//! MCP Server implementation using rmcp
//!
//! Exposes the form-filling tools over stdio. Every session tool names its
//! session explicitly; the server holds no per-connection state.

use crate::config::ServerConfig;
use crate::error::Error;
use crate::pdf::{EditValue, FormBackend, PdfiumBackend};
use crate::session::{spawn_cleanup_task, SessionStore};
use crate::source::{resolve_base64, resolve_path};
use crate::tools::{
    self, CommitEditsArgs, FieldIdArgs, LoadPdfArgs, SearchFieldsArgs, SetFieldArgs, ToolCall,
    ToolContext,
};
use anyhow::Result;
use rmcp::{
    handler::server::tool::ToolRouter, handler::server::wrapper::Parameters, model::*,
    schemars::JsonSchema, tool, tool_handler, tool_router, ServerHandler, ServiceExt,
};
use serde::{Deserialize, Serialize};
use serde_json::Value;
use std::sync::Arc;

// ============================================================================
// Request types
// ============================================================================

#[derive(Debug, Default, Deserialize, JsonSchema)]
pub struct CreateSessionParams {
    /// Optional id for the new session (letters, digits, '-' and '_'). Generated when omitted.
    #[serde(default)]
    pub session_id: Option<String>,
}

#[derive(Debug, Deserialize, JsonSchema)]
pub struct SessionParams {
    /// Session id returned by create_session or load_pdf
    pub session_id: String,
}

#[derive(Debug, Deserialize, JsonSchema)]
pub struct LoadPdfParams {
    /// Session to load into. A new session is created when omitted or unknown.
    #[serde(default)]
    pub session_id: Option<String>,
    /// Path to the PDF file
    pub pdf_path: String,
}

#[derive(Debug, Deserialize, JsonSchema)]
pub struct SearchFieldsParams {
    pub session_id: String,
    /// Words or phrase to look for in the text around each field
    pub query: String,
}

#[derive(Debug, Deserialize, JsonSchema)]
pub struct FieldParams {
    pub session_id: String,
    /// Field id as returned by list_all_fields or search_fields
    pub field_id: String,
}

#[derive(Debug, Deserialize, JsonSchema)]
pub struct SetFieldParams {
    pub session_id: String,
    pub field_id: String,
    /// Text, or true/false for checkboxes
    pub value: EditValue,
}

#[derive(Debug, Deserialize, JsonSchema)]
pub struct CommitEditsParams {
    pub session_id: String,
    /// Where to save the filled PDF. Defaults to the session's output path.
    #[serde(default)]
    pub output_path: Option<String>,
}

#[derive(Debug, Default, Deserialize, JsonSchema)]
pub struct AnalyzePdfParams {
    /// Path to the PDF file
    #[serde(default)]
    pub path: Option<String>,
    /// Base64 encoded PDF content
    #[serde(default)]
    pub base64: Option<String>,
}

#[derive(Debug, Serialize)]
struct DeleteSessionResult {
    session_id: String,
    deleted: bool,
}

/// Form-filling MCP server
#[derive(Clone)]
pub struct FormServer {
    ctx: ToolContext,
    tool_router: ToolRouter<Self>,
}

#[tool_router]
impl FormServer {
    pub fn new(ctx: ToolContext) -> Self {
        Self {
            ctx,
            tool_router: Self::tool_router(),
        }
    }

    /// Create a new form-filling session
    #[tool(
        description = "Create a new form-filling session. Returns the session info including its session_id, which every other session tool requires."
    )]
    async fn create_session(&self, Parameters(params): Parameters<CreateSessionParams>) -> String {
        let result = async {
            let handle = self.ctx.store.create(params.session_id).await?;
            let info = handle.lock().await.info();
            Ok::<_, Error>(info)
        }
        .await;
        respond("create_session", result)
    }

    /// Load a PDF into a session and detect its fields
    #[tool(
        description = "Load a PDF file into a session and detect its fillable fields. Creates the session when session_id is omitted or unknown. The result includes the session_id to use for later calls."
    )]
    async fn load_pdf(&self, Parameters(params): Parameters<LoadPdfParams>) -> String {
        let result = async {
            let handle = self
                .ctx
                .store
                .get_or_create(params.session_id.as_deref())
                .await?;
            let mut session = handle.lock().await;
            let call = ToolCall::LoadPdf(LoadPdfArgs {
                pdf_path: params.pdf_path,
            });
            let mut value = tools::execute(&self.ctx, &mut session, call).await?;
            if let Value::Object(map) = &mut value {
                map.insert(
                    "session_id".to_string(),
                    Value::String(session.session_id.clone()),
                );
            }
            Ok::<_, Error>(value)
        }
        .await;
        respond("load_pdf", result)
    }

    /// List every detected field with its current value
    #[tool(
        description = "List all form fields in the session's PDF with type, page, nearby label text, and current value."
    )]
    async fn list_all_fields(&self, Parameters(params): Parameters<SessionParams>) -> String {
        self.run_tool(&params.session_id, ToolCall::ListAllFields)
            .await
    }

    /// Search fields by nearby text
    #[tool(
        description = "Search form fields whose nearby label text contains the query or any of its words (case-insensitive)."
    )]
    async fn search_fields(&self, Parameters(params): Parameters<SearchFieldsParams>) -> String {
        let call = ToolCall::SearchFields(SearchFieldsArgs {
            query: params.query,
        });
        self.run_tool(&params.session_id, call).await
    }

    /// Full details of one field
    #[tool(
        description = "Get full details of one field: options, staged value, and current value."
    )]
    async fn get_field_details(&self, Parameters(params): Parameters<FieldParams>) -> String {
        let call = ToolCall::GetFieldDetails(FieldIdArgs {
            field_id: params.field_id,
        });
        self.run_tool(&params.session_id, call).await
    }

    /// Stage a value for a field
    #[tool(
        description = "Stage a value for a field. Nothing is written until commit_edits. Checkbox values are coerced to true/false."
    )]
    async fn set_field(&self, Parameters(params): Parameters<SetFieldParams>) -> String {
        let call = ToolCall::SetField(SetFieldArgs {
            field_id: params.field_id,
            value: params.value,
        });
        self.run_tool(&params.session_id, call).await
    }

    /// Review staged edits
    #[tool(description = "Review all staged edits before committing.")]
    async fn get_pending_edits(&self, Parameters(params): Parameters<SessionParams>) -> String {
        self.run_tool(&params.session_id, ToolCall::GetPendingEdits)
            .await
    }

    /// Apply staged edits and write the filled PDF
    #[tool(
        description = "Apply all staged edits and save the filled PDF. Output path is optional; per-field failures are reported in errors."
    )]
    async fn commit_edits(&self, Parameters(params): Parameters<CommitEditsParams>) -> String {
        let call = ToolCall::CommitEdits(CommitEditsArgs {
            output_path: params.output_path,
        });
        self.run_tool(&params.session_id, call).await
    }

    /// Detect fields without creating a session
    #[tool(
        description = "Detect the fillable fields of a PDF without creating a session. Provide exactly one of path or base64."
    )]
    async fn analyze_pdf(&self, Parameters(params): Parameters<AnalyzePdfParams>) -> String {
        let result = self.process_analyze(params).await;
        respond("analyze_pdf", result)
    }

    /// Describe a session
    #[tool(description = "Get the state of a session: loaded PDF, output path, and edit counts.")]
    async fn get_session_info(&self, Parameters(params): Parameters<SessionParams>) -> String {
        let result = self
            .ctx
            .store
            .session_info(&params.session_id)
            .await
            .ok_or_else(|| Error::SessionNotFound {
                session_id: params.session_id.clone(),
            });
        respond("get_session_info", result)
    }

    /// Delete a session and its stored documents
    #[tool(description = "Delete a session and its stored documents.")]
    async fn delete_session(&self, Parameters(params): Parameters<SessionParams>) -> String {
        let result = self
            .ctx
            .store
            .delete(&params.session_id)
            .await
            .map(|deleted| DeleteSessionResult {
                session_id: params.session_id.clone(),
                deleted,
            });
        respond("delete_session", result)
    }
}

impl FormServer {
    /// Run one tool against an existing session, holding its lock for the call
    async fn run_tool(&self, session_id: &str, call: ToolCall) -> String {
        let name = call.name();
        let result = async {
            let handle = self
                .ctx
                .store
                .get(session_id)
                .ok_or_else(|| Error::SessionNotFound {
                    session_id: session_id.to_string(),
                })?;
            let mut session = handle.lock().await;
            tools::execute(&self.ctx, &mut session, call).await
        }
        .await;
        respond(name, result)
    }

    async fn process_analyze(&self, params: AnalyzePdfParams) -> crate::Result<tools::AnalyzeResult> {
        let resolved = match (params.path, params.base64) {
            (Some(path), None) => {
                let path = self.ctx.config.validate_path_access(&path)?;
                tokio::task::spawn_blocking(move || resolve_path(&path))
                    .await
                    .map_err(Error::join)??
            }
            (None, Some(encoded)) => resolve_base64(&encoded)?,
            _ => {
                return Err(Error::InvalidArguments {
                    tool: "analyze_pdf".to_string(),
                    reason: "provide exactly one of path or base64".to_string(),
                })
            }
        };
        tracing::debug!(source = %resolved.source_name, "Analyzing PDF");
        tools::analyze(Arc::clone(&self.ctx.backend), resolved.data).await
    }
}

/// Serialize a tool result, or the sanitized error object
fn respond<T: Serialize>(tool: &str, result: crate::Result<T>) -> String {
    match result {
        Ok(value) => serde_json::to_string_pretty(&value).unwrap_or_default(),
        Err(e) => {
            if e.is_input_error() {
                tracing::debug!(tool, error = %e, "Tool rejected input");
            } else {
                tracing::warn!(tool, error = %e, "Tool failed");
            }
            serde_json::to_string_pretty(&tools::tool_error(&e)).unwrap_or_default()
        }
    }
}

#[tool_handler]
impl ServerHandler for FormServer {
    fn get_info(&self) -> ServerInfo {
        ServerInfo {
            protocol_version: ProtocolVersion::V_2024_11_05,
            capabilities: ServerCapabilities::builder().enable_tools().build(),
            server_info: Implementation::from_build_env(),
            instructions: Some(
                "PDF form-filling server. Call load_pdf (or create_session) to get a session_id, \
                 inspect fields with list_all_fields or search_fields, stage values with set_field, \
                 review with get_pending_edits, and write the filled PDF with commit_edits."
                    .into(),
            ),
        }
    }
}

/// Run the MCP server with default configuration
pub async fn run_server() -> Result<()> {
    run_server_with_config(ServerConfig::default()).await
}

/// Run the MCP server with full configuration
pub async fn run_server_with_config(config: ServerConfig) -> Result<()> {
    let config = Arc::new(config);
    let store = Arc::new(SessionStore::open(&config.db_path, &config.data_dir).await?);
    tracing::info!(
        sessions = store.len(),
        db_path = %config.db_path.display(),
        "Session store opened"
    );

    let _cleanup = spawn_cleanup_task(
        Arc::clone(&store),
        config.cleanup_interval,
        config.session_max_age,
    );

    let backend: Arc<dyn FormBackend> = Arc::new(PdfiumBackend::new());
    let server = FormServer::new(ToolContext::new(backend, store, config));

    tracing::info!("PDF form server ready, waiting for connections...");

    let service = server.serve(rmcp::transport::io::stdio()).await?;
    service.waiting().await?;

    Ok(())
}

——

> [PROBLEM TO SOLVE]
The lines of the records that contain the string "ServerInfo" should be located and copied.

> [PROBLEM SOLUTION]
    fn get_info(&self) -> ServerInfo {
        ServerInfo {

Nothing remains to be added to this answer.